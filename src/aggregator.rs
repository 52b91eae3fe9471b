//! Graph aggregator
//!
//! Folds resolved observations into deduplicated [`NetworkLink`] edges keyed
//! by (client, server, server port). The role is carried on the edge and only
//! ever refined from `Unknown`, never downgraded.
//!
//! The capture source reports lifetime totals, not deltas. Each connection's
//! last seen totals are kept so only the growth since the previous refresh is
//! added to its edge. A total that goes down means the counter restarted; the
//! new value becomes the baseline and nothing is added for that refresh.
//!
//! When a connection re-resolves onto another edge, its old contribution is
//! detached rather than moved: the old edge stays in the graph, inactive,
//! until the sweep finds the detached contribution idle.
//!
//! A connection entry is always locked before any edge or tombstone.

use crate::model::{ConnectionKey, ConnectionRole, LinkKey, NetworkLink, Observation};
use dashmap::mapref::entry::Entry;
use dashmap::DashMap;
use std::collections::HashMap;
use std::sync::atomic::{AtomicU64, Ordering};
use std::sync::Arc;
use std::time::{Duration, Instant};
use tokio_util::sync::CancellationToken;
use tracing::debug;

struct ConnectionState {
    link: LinkKey,
    last_sent: u64,
    last_received: u64,
    active: bool,
    refreshed: Instant,
}

/// Last totals of an evicted connection, kept for one idle timeout so late or
/// duplicate refreshes do not count it again
struct Tombstone {
    last_sent: u64,
    last_received: u64,
    retired: Instant,
}

struct Contribution {
    active: bool,
    refreshed: Instant,
    /// The connection has since moved to another edge
    detached: bool,
}

struct LinkState {
    role: ConnectionRole,
    bytes_sent: u64,
    bytes_received: u64,
    contributors: HashMap<ConnectionKey, Contribution>,
}

impl LinkState {
    fn new(role: ConnectionRole) -> Self {
        Self {
            role,
            bytes_sent: 0,
            bytes_received: 0,
            contributors: HashMap::new(),
        }
    }
}

/// Point-in-time view of one edge
#[derive(Debug, Clone, PartialEq, Eq)]
pub struct LinkSnapshot {
    pub link: NetworkLink,
    pub bytes_sent: u64,
    pub bytes_received: u64,
    pub active: bool,
    pub connections: usize,
}

#[derive(Debug, Clone, Copy, PartialEq, Eq)]
pub enum UpsertOutcome {
    Created,
    Updated,
    /// A refresh of an already evicted connection repeating its last totals
    Duplicate,
}

#[derive(Debug, Clone, Copy, PartialEq, Eq, Default)]
pub struct SweepReport {
    pub evicted: usize,
    pub links_removed: usize,
    pub tombstones_expired: usize,
}

#[derive(Default)]
struct AggregatorStats {
    upserts: AtomicU64,
    counter_resets: AtomicU64,
    evictions: AtomicU64,
    duplicates: AtomicU64,
}

/// Edge map shared by the correlator workers, the sweeper and the exporter
#[derive(Clone)]
pub struct GraphAggregator {
    links: Arc<DashMap<LinkKey, LinkState>>,
    connections: Arc<DashMap<ConnectionKey, ConnectionState>>,
    tombstones: Arc<DashMap<ConnectionKey, Tombstone>>,
    stats: Arc<AggregatorStats>,
    idle_timeout: Duration,
}

/// Growth of a lifetime counter since the last refresh, and whether it reset
fn counter_delta(last: u64, current: u64) -> (u64, bool) {
    if current >= last {
        (current - last, false)
    } else {
        (0, true)
    }
}

impl GraphAggregator {
    pub fn new(idle_timeout: Duration) -> Self {
        Self {
            links: Arc::new(DashMap::new()),
            connections: Arc::new(DashMap::new()),
            tombstones: Arc::new(DashMap::new()),
            stats: Arc::new(AggregatorStats::default()),
            idle_timeout,
        }
    }

    pub fn upsert(&self, observation: Observation) -> UpsertOutcome {
        self.upsert_at(observation, Instant::now())
    }

    pub fn upsert_at(&self, observation: Observation, now: Instant) -> UpsertOutcome {
        self.stats.upserts.fetch_add(1, Ordering::Relaxed);

        let Observation {
            connection,
            link,
            throughput,
        } = observation;
        let role = link.role;
        let link_key = link.key();

        // The connection entry stays locked until the edge is updated, which
        // makes the delta computation atomic per connection
        let (mut conn, outcome) = match self.connections.entry(connection) {
            Entry::Occupied(entry) => (entry.into_ref(), UpsertOutcome::Updated),
            Entry::Vacant(entry) => {
                let retired = self
                    .tombstones
                    .get(&connection)
                    .map(|t| (t.last_sent, t.last_received));

                // Lower totals than the tombstone mean the key was reused or
                // the counter restarted, and rebaseline like any other reset
                let (last_sent, last_received) = match retired {
                    Some((sent, received))
                        if throughput.bytes_sent == sent
                            && throughput.bytes_received == received =>
                    {
                        self.stats.duplicates.fetch_add(1, Ordering::Relaxed);
                        return UpsertOutcome::Duplicate;
                    }
                    Some(baseline) => {
                        self.tombstones.remove(&connection);
                        baseline
                    }
                    None => (0, 0),
                };

                let state = ConnectionState {
                    link: link_key.clone(),
                    last_sent,
                    last_received,
                    active: throughput.active,
                    refreshed: now,
                };
                (entry.insert(state), UpsertOutcome::Created)
            }
        };

        let (sent, sent_reset) = counter_delta(conn.last_sent, throughput.bytes_sent);
        let (received, received_reset) =
            counter_delta(conn.last_received, throughput.bytes_received);

        if sent_reset || received_reset {
            self.stats.counter_resets.fetch_add(1, Ordering::Relaxed);
            debug!(
                "Counter reset on connection {} pid {} ({}), rebaselining",
                connection.id, connection.pid, link
            );
        }

        conn.last_sent = throughput.bytes_sent;
        conn.last_received = throughput.bytes_received;
        conn.active = throughput.active;
        conn.refreshed = now;

        if conn.link != link_key {
            // Re-resolved endpoint; the old edge keeps a detached contribution
            // that the sweep evicts once idle
            if let Some(mut stale) = self.links.get_mut(&conn.link) {
                if let Some(contribution) = stale.contributors.get_mut(&connection) {
                    contribution.active = false;
                    contribution.detached = true;
                }
            }
            conn.link = link_key.clone();
        }

        let mut edge = self
            .links
            .entry(link_key)
            .or_insert_with(|| LinkState::new(role));
        if edge.role == ConnectionRole::Unknown {
            edge.role = role;
        }
        edge.bytes_sent = edge.bytes_sent.saturating_add(sent);
        edge.bytes_received = edge.bytes_received.saturating_add(received);
        edge.contributors.insert(
            connection,
            Contribution {
                active: throughput.active,
                refreshed: now,
                detached: false,
            },
        );

        outcome
    }

    pub fn sweep(&self) -> SweepReport {
        self.sweep_at(Instant::now())
    }

    /// Evict contributions from inactive or idle connections and idle
    /// detached contributions, then drop edges left without contributors.
    /// Safe to run repeatedly: an evicted connection is gone and cannot be
    /// evicted twice.
    pub fn sweep_at(&self, now: Instant) -> SweepReport {
        let mut report = SweepReport::default();
        let idle = |since: Instant| now.saturating_duration_since(since) >= self.idle_timeout;

        self.connections.retain(|key, conn| {
            if conn.active && !idle(conn.refreshed) {
                return true;
            }

            if let Some(mut edge) = self.links.get_mut(&conn.link) {
                edge.contributors.remove(key);
            }
            self.tombstones.insert(
                *key,
                Tombstone {
                    last_sent: conn.last_sent,
                    last_received: conn.last_received,
                    retired: now,
                },
            );
            report.evicted += 1;
            false
        });

        self.links.retain(|link, edge| {
            edge.contributors.retain(|_, c| !(c.detached && idle(c.refreshed)));
            if edge.contributors.is_empty() {
                debug!("Removing link {}", link);
                report.links_removed += 1;
                false
            } else {
                true
            }
        });

        self.tombstones.retain(|_, tombstone| {
            let keep = now.saturating_duration_since(tombstone.retired) < self.idle_timeout;
            if !keep {
                report.tombstones_expired += 1;
            }
            keep
        });

        self.stats
            .evictions
            .fetch_add(report.evicted as u64, Ordering::Relaxed);

        report
    }

    /// Periodic eviction, off the ingestion path
    pub async fn run_sweeper(self, interval: Duration, cancel: CancellationToken) {
        let mut ticker = tokio::time::interval(interval);
        ticker.set_missed_tick_behavior(tokio::time::MissedTickBehavior::Delay);

        loop {
            tokio::select! {
                _ = cancel.cancelled() => break,
                _ = ticker.tick() => {
                    let report = self.sweep();
                    if report != SweepReport::default() {
                        debug!(
                            "Sweep: {} contributions evicted, {} links removed, {} tombstones expired",
                            report.evicted, report.links_removed, report.tombstones_expired
                        );
                    }
                }
            }
        }
    }

    /// Ordered copy of every edge that still has contributors.
    ///
    /// Consistency is per edge: each edge is copied whole under its shard's
    /// read lock, so its counters, role and contributors always agree. Shards
    /// are locked one after another, so two edges may be copied on either
    /// side of a concurrent upsert.
    pub fn snapshot(&self) -> Vec<LinkSnapshot> {
        let mut links: Vec<LinkSnapshot> = self
            .links
            .iter()
            .filter(|entry| !entry.value().contributors.is_empty())
            .map(|entry| {
                let edge = entry.value();
                let key = entry.key();
                LinkSnapshot {
                    link: NetworkLink {
                        client: key.client.clone(),
                        server: key.server.clone(),
                        server_port: key.server_port,
                        role: edge.role,
                    },
                    bytes_sent: edge.bytes_sent,
                    bytes_received: edge.bytes_received,
                    active: edge.contributors.values().any(|c| c.active),
                    connections: edge
                        .contributors
                        .values()
                        .filter(|c| !c.detached)
                        .count(),
                }
            })
            .collect();

        links.sort_by(|a, b| a.link.cmp(&b.link));
        links
    }

    /// Get the number of live edges
    pub fn link_count(&self) -> usize {
        self.links.len()
    }

    /// Get the number of tracked connections
    pub fn connection_count(&self) -> usize {
        self.connections.len()
    }

    pub fn upserts(&self) -> u64 {
        self.stats.upserts.load(Ordering::Relaxed)
    }

    pub fn counter_resets(&self) -> u64 {
        self.stats.counter_resets.load(Ordering::Relaxed)
    }

    pub fn evictions(&self) -> u64 {
        self.stats.evictions.load(Ordering::Relaxed)
    }

    pub fn duplicates(&self) -> u64 {
        self.stats.duplicates.load(Ordering::Relaxed)
    }

    pub fn idle_timeout(&self) -> Duration {
        self.idle_timeout
    }
}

........

● What you are asked to do
If a line in the data above holds the string "Some", copy it.

● Result of this exercise
                    Some((sent, received))
                    Some(baseline) => {
            if let Some(mut stale) = self.links.get_mut(&conn.link) {
                if let Some(contribution) = stale.contributors.get_mut(&connection) {
            if let Some(mut edge) = self.links.get_mut(&conn.link) {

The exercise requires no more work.